The system is broken down into two parts – the rendering happens on the server while the navigation happens in the browser (client). No 3D data is transferred across the internet. So your models can be as large as you want. Only the user’s camera position is sent across optionally along with other information. The server receives this information, renders the scene and sends back a JPEG image to the client. You can also include an initial rendered view in your models so that the user will instantly see a rendered scene when he first loads the page. Chris tells me that you can even choose which software on the server will render your 3D model.
This technology can be used in a number of places.

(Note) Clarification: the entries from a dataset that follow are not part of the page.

//! JSON text codec for gateway frames.

use serde_json::Value;

use super::types::{EventFrame, HelloOk, InboundFrame, RequestFrame, ResponseFrame};
use crate::core::{CodecError, HELLO_OK_TYPE};

/// Decode one inbound text message.
///
/// Only `res` and `event` frames are accepted; anything else, including a
/// server-originated `req`, is reported as [`CodecError::UnsupportedType`].
pub fn decode_inbound(text: &str) -> Result<InboundFrame, CodecError> {
    let value: Value = serde_json::from_str(text)?;
    let kind = value
        .get("type")
        .and_then(Value::as_str)
        .unwrap_or_default()
        .to_owned();

    match kind.as_str() {
        "res" => Ok(InboundFrame::Response(serde_json::from_value::<ResponseFrame>(
            value,
        )?)),
        "event" => Ok(InboundFrame::Event(serde_json::from_value::<EventFrame>(
            value,
        )?)),
        _ => Err(CodecError::UnsupportedType(kind)),
    }
}

/// Encode an outbound request.
pub fn encode_request(frame: &RequestFrame) -> Result<String, CodecError> {
    Ok(serde_json::to_string(frame)?)
}

/// Interpret the payload of a successful `connect` response.
///
/// A payload whose `type` is not `hello-ok` is rejected so a misbehaving
/// gateway cannot open the session with an arbitrary body.
pub fn decode_hello(payload: Value) -> Result<HelloOk, CodecError> {
    let hello: HelloOk = serde_json::from_value(payload)?;
    if hello.r#type != HELLO_OK_TYPE {
        return Err(CodecError::UnsupportedType(hello.r#type));
    }
    Ok(hello)
}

A while ago I was browsing Dell’s web site to shop for a netbook and realized that I had to make do with static images. The 3D view was simply a continuous rotation of images taken from different angles. I couldn’t take a closer look at the keys or track pad. If Dell had this kind of a technology in place, I would be able to inspect the model more closely. Same goes for just about any other product. Architects could collaborate with clients siting half way across the world in real time. Don’t like the color of your house? The architect could change the color then and there and there and let you walk through. Need more light? No problem. The possibilities are endless.
Now here is the interesting part. Aftercad has applied for a US patent on this technology and it has been accepted. They are now busy filing patents in other countries. Chris told me, “It’s a good thing that we filed that patent. At some point in the future Autodesk and other companies will probably need to have some kind of a technology licensing arrangement with us. But I will not worry about that now.”
But coming back to the ODA announcement, it is heartening to see the ODA morph itself into a organization that enables its members to do far more than just read and write DWG and DXF files. The other day, Arnold told me, “Earlier we used to be an organization that reversed engineered the DWG format. And that was it. Now DWG is just one of the things that we do. The focus has shifted to developing components that our members can use to develop robust solutions. We also partner with other component developers to make it easy for our members to deploy their technologies“. I look forward to meeting Arnold in person at COFES 2010 and learn more about his plans for the ODA.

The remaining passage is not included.